---------- LISTED ENTRIES

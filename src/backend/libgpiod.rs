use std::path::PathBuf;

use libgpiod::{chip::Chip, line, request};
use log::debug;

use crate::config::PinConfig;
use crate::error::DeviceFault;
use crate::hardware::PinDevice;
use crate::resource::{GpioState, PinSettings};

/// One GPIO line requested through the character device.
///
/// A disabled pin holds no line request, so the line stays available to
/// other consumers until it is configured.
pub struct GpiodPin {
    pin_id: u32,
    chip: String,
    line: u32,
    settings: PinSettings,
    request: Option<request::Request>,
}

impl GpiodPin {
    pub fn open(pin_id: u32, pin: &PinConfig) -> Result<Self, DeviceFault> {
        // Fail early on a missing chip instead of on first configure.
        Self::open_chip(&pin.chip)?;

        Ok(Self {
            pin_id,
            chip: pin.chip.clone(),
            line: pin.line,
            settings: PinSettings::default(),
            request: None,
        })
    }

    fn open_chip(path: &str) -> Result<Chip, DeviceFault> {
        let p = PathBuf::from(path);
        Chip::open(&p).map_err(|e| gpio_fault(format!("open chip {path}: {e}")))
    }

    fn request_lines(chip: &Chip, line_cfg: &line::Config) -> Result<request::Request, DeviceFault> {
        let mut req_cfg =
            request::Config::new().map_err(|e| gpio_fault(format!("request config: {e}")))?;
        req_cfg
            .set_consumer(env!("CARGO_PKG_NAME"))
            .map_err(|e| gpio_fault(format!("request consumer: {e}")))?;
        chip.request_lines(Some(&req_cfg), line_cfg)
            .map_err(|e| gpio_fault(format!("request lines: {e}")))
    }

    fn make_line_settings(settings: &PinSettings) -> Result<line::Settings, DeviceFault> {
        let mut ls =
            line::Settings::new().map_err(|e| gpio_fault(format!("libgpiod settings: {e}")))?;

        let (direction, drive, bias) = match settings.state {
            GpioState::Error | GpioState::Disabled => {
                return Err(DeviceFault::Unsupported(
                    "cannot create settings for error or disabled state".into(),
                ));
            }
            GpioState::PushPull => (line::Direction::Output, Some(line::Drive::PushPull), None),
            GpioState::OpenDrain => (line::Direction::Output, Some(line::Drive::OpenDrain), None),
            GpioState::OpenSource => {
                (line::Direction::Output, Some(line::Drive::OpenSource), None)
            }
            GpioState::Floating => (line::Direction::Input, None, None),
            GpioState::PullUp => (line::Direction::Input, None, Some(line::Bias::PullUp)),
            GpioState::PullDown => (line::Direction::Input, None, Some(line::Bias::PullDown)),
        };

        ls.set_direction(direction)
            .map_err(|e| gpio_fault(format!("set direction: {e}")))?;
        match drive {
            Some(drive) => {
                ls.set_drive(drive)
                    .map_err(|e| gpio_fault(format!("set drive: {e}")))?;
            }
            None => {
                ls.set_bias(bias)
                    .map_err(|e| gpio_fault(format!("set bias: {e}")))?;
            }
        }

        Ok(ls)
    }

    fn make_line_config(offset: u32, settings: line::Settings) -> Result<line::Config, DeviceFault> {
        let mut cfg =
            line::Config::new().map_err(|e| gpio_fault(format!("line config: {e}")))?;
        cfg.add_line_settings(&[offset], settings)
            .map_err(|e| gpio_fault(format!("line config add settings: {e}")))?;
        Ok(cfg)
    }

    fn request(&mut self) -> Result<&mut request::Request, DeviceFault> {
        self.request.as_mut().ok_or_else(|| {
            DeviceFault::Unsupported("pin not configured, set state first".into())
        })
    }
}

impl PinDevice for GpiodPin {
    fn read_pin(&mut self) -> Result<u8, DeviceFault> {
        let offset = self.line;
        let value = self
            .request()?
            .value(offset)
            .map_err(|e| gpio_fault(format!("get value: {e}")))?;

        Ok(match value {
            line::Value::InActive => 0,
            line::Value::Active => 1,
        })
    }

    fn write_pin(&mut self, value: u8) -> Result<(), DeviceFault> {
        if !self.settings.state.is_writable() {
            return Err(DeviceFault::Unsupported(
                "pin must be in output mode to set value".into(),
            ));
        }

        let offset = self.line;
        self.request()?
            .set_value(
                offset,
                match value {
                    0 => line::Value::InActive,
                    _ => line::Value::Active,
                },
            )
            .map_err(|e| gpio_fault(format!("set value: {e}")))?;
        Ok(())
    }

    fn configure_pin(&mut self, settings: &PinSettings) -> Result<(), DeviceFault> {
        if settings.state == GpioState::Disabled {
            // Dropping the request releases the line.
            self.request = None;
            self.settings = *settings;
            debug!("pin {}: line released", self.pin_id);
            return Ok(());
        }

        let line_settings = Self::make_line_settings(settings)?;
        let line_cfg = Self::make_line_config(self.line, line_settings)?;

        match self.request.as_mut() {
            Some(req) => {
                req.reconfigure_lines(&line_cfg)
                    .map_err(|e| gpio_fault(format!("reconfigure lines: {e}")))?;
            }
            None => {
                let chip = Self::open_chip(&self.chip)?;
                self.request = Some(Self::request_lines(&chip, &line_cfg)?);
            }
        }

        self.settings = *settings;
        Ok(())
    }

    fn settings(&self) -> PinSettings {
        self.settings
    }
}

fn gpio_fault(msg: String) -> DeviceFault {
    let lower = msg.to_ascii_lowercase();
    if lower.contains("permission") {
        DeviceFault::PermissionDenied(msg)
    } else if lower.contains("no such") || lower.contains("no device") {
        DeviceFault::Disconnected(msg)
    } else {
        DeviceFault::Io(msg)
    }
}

--------------------
---------- LISTED ENTRIES

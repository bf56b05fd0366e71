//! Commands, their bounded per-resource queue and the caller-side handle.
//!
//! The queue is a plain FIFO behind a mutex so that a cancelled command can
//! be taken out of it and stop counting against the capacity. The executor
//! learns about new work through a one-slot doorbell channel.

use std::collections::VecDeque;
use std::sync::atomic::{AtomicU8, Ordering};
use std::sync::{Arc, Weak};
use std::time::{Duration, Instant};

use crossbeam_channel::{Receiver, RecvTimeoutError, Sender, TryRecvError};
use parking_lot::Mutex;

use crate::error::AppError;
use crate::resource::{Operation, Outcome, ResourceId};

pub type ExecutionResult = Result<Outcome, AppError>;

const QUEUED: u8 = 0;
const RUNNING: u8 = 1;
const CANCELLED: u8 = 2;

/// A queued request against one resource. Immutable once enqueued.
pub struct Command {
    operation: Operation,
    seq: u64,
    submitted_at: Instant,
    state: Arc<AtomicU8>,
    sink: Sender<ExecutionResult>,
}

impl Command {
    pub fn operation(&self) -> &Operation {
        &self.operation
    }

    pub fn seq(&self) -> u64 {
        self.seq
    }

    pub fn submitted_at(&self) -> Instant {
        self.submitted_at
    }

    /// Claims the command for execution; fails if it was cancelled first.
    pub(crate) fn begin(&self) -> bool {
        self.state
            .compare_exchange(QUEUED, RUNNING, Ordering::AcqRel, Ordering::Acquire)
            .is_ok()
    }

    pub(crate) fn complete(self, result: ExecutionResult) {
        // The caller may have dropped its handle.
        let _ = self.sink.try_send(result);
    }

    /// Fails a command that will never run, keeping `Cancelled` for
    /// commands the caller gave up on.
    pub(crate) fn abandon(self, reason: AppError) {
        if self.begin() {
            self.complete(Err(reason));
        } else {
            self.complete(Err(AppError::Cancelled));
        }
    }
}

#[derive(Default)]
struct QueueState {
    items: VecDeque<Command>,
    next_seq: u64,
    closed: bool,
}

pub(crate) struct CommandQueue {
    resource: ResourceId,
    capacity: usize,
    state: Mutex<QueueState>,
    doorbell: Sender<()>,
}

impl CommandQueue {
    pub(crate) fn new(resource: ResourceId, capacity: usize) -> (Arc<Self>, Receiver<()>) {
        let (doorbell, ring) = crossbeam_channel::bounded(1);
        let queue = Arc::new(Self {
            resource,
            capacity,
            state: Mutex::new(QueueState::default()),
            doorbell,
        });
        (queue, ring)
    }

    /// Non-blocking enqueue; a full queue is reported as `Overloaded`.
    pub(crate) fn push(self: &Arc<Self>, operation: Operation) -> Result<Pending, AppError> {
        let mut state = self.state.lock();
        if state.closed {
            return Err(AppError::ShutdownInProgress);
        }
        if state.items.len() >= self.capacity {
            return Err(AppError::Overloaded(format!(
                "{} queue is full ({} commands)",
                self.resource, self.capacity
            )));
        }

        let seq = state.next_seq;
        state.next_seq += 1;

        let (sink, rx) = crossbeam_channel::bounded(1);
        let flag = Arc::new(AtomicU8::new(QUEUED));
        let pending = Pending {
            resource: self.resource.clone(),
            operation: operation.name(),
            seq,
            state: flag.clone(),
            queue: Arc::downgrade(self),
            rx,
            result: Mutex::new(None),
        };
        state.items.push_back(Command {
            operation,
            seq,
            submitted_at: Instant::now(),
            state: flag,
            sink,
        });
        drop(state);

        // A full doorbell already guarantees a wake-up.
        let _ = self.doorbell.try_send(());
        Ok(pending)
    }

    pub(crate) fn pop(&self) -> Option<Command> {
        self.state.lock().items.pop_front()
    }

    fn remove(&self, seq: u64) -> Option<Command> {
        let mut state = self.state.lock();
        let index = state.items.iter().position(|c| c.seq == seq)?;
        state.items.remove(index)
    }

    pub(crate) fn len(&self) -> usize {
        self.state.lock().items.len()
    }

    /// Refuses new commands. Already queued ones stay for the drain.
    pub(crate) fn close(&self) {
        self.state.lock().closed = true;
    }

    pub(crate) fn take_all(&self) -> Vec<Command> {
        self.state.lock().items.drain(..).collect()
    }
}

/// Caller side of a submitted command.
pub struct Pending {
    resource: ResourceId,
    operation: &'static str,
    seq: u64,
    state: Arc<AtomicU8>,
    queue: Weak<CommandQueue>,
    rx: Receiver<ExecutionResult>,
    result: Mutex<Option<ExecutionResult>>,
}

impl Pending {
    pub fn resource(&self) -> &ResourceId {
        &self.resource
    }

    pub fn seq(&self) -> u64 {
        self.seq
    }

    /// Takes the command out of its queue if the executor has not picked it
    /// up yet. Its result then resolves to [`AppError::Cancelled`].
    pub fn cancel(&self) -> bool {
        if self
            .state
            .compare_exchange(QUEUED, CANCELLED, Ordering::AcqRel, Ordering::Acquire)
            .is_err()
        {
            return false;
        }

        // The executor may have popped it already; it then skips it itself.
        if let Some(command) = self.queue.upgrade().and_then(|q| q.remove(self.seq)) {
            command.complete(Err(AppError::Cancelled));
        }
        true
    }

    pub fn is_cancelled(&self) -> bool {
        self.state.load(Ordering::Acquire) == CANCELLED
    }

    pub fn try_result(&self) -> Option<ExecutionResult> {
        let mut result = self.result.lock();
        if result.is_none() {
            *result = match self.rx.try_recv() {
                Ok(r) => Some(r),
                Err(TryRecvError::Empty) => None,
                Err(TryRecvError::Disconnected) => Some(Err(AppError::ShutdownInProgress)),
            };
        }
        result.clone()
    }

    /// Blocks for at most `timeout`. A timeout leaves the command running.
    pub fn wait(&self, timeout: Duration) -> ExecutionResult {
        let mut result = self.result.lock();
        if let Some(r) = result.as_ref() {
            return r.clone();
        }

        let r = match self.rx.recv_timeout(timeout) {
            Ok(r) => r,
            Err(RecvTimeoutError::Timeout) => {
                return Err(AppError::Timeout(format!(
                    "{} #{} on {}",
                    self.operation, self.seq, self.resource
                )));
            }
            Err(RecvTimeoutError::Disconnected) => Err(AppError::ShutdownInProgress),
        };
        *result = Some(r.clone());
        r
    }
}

--------------------
---------- LISTED ENTRIES

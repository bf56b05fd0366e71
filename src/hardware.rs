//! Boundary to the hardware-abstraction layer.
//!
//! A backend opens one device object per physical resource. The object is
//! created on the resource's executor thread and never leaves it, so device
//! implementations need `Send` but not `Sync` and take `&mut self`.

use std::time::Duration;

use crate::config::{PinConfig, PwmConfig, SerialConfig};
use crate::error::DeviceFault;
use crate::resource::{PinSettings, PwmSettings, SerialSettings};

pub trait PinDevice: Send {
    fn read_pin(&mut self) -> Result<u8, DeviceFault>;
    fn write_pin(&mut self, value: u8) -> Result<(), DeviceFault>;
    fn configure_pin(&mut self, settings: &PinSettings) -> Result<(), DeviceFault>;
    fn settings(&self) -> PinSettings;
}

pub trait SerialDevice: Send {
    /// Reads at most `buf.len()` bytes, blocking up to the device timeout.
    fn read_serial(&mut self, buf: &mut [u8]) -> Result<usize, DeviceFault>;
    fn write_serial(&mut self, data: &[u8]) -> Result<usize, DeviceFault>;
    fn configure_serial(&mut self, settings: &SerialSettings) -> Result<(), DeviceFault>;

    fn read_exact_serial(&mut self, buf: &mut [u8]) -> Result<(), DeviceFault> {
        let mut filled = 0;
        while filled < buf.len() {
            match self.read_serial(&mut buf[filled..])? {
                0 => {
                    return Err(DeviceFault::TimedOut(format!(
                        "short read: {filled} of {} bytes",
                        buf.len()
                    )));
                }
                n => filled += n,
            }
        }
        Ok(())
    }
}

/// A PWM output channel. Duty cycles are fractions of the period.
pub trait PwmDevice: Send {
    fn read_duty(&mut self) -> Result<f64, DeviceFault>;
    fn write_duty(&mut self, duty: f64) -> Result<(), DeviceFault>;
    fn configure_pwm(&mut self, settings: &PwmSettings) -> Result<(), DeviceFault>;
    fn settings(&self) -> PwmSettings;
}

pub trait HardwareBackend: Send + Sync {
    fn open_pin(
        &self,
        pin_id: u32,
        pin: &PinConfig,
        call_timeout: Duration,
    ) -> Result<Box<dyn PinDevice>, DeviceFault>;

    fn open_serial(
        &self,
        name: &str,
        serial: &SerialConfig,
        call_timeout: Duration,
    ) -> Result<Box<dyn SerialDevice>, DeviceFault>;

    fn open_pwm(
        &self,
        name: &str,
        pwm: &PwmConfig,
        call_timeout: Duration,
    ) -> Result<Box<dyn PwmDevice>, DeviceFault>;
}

--------------------

THE PROBLEM:
Find the word "PwmConfig" in the material, then list each line that holds it.

SOLUTION BELOW:
use crate::config::{PinConfig, PwmConfig, SerialConfig};
        pwm: &PwmConfig,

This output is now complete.